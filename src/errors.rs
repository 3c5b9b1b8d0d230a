//! Error types for the time-series container, the velocity smoother,
//! the single-segment solver and the segment chain.
//!
//! Each component owns one enum. Variants carry the offending index, time
//! or value so a caller can report the failure without re-deriving it.
//! Lower-level errors are lifted with `#[from]` so `?` works across layers.

use thiserror::Error;

/// Result alias for [`TimeSeries`](crate::TimeSeries) operations.
pub type SeriesResult<T> = Result<T, TimeSeriesError>;

/// Result alias for [`VelocitySmoother`](crate::VelocitySmoother) operations.
pub type SmootherResult<T> = Result<T, SmootherError>;

/// Result alias for [`SegmentProfile`](crate::SegmentProfile) operations.
pub type ProfileResult<T> = Result<T, ProfileError>;

/// Result alias for [`ProfileChain`](crate::ProfileChain) operations.
pub type ChainResult<T> = Result<T, ChainError>;

#[derive(Debug, Clone, PartialEq, Error)]
pub enum TimeSeriesError {
    /// Timestamps must be strictly increasing.
    #[error("time {time} is not strictly ordered against neighbour time {bound}")]
    NonMonotonicTime { time: f64, bound: f64 },

    #[error("time {time} is not finite")]
    NonFiniteTime { time: f64 },

    #[error("time series is empty")]
    Empty,

    #[error("index {index} out of range for length {len}")]
    IndexOutOfRange { index: usize, len: usize },
}

#[derive(Debug, Clone, PartialEq, Error)]
pub enum SmootherError {
    /// The three estimation points are not strictly ordered in time.
    #[error("invalid interval: times ({t0}, {t1}, {t2}) are not strictly increasing")]
    InvalidInterval { t0: f64, t1: f64, t2: f64 },

    /// The weighted-secant denominator vanished (infinite velocity implied).
    #[error("singular velocity estimate at time {time}")]
    SingularEstimate { time: f64 },

    /// No finished point is waiting to be popped.
    #[error("no finished point available ({buffered} buffered)")]
    NotReady { buffered: usize },

    #[error(transparent)]
    Series(#[from] TimeSeriesError),
}

#[derive(Debug, Clone, PartialEq, Error)]
pub enum ProfileError {
    /// A limit is out of its admissible range.
    #[error("invalid limit {name} = {value}: {reason}")]
    InvalidLimits {
        name: &'static str,
        value: f64,
        reason: &'static str,
    },

    /// Start/finish times violate `t0 >= 0`, `tf >= 0`, `tf == 0 || t0 <= tf`.
    #[error("invalid segment times t0 = {t0}, tf = {tf}")]
    InvalidTime { t0: f64, tf: f64 },

    /// A boundary position or velocity is not finite.
    #[error("boundary value {name} = {value} is not finite")]
    InvalidBoundary { name: &'static str, value: f64 },

    #[error("boundary velocity {velocity} exceeds velocity limit {limit}")]
    BoundaryVelocityExceedsLimit { velocity: f64, limit: f64 },

    /// The move cannot be completed in the requested time or with the
    /// given boundary conditions.
    #[error("unreachable: {reason} (requested {requested}s, fastest {fastest}s)")]
    Unreachable {
        requested: f64,
        fastest: f64,
        reason: &'static str,
    },

    /// The explicit-duration solve needs a cruise speed above the limit.
    #[error("solved cruise velocity {v_max} exceeds velocity limit {limit}")]
    VelocityLimitExceeded { v_max: f64, limit: f64 },

    #[error("profile has not been generated")]
    NotGenerated,

    #[error("time {time} outside profile range [{start}, {end}]")]
    TimeOutOfRange { time: f64, start: f64, end: f64 },
}

#[derive(Debug, Clone, PartialEq, Error)]
pub enum ChainError {
    /// The limits list must hold exactly one entry per segment.
    #[error("expected {expected} segment limit entries, found {found}")]
    ConfigSizeMismatch { expected: usize, found: usize },

    #[error("at least two waypoints are required, found {found}")]
    TooFewWaypoints { found: usize },

    #[error("chain has not been initialized")]
    NotInitialized,

    #[error("invalid limits for segment {index}: {source}")]
    InvalidLimits {
        index: usize,
        #[source]
        source: ProfileError,
    },

    #[error("segment {index} failed: {source}")]
    Segment {
        index: usize,
        #[source]
        source: ProfileError,
    },

    #[error(transparent)]
    Smoother(#[from] SmootherError),

    #[error(transparent)]
    Series(#[from] TimeSeriesError),

    #[error("chain has not been generated")]
    NotGenerated,

    #[error("time {time} outside chain range [{start}, {end}]")]
    TimeOutOfRange { time: f64, start: f64, end: f64 },

    /// Sampling frequency of an executor must be nonzero.
    #[error("invalid sampling frequency {freq} Hz")]
    InvalidFrequency { freq: u16 },
}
--------
→ What you need to do:
For every line above that includes the string "reason", copy the line.

→ Task output:
    #[error("invalid limit {name} = {value}: {reason}")]
        reason: &'static str,
    #[error("unreachable: {reason} (requested {requested}s, fastest {fastest}s)")]
        reason: &'static str,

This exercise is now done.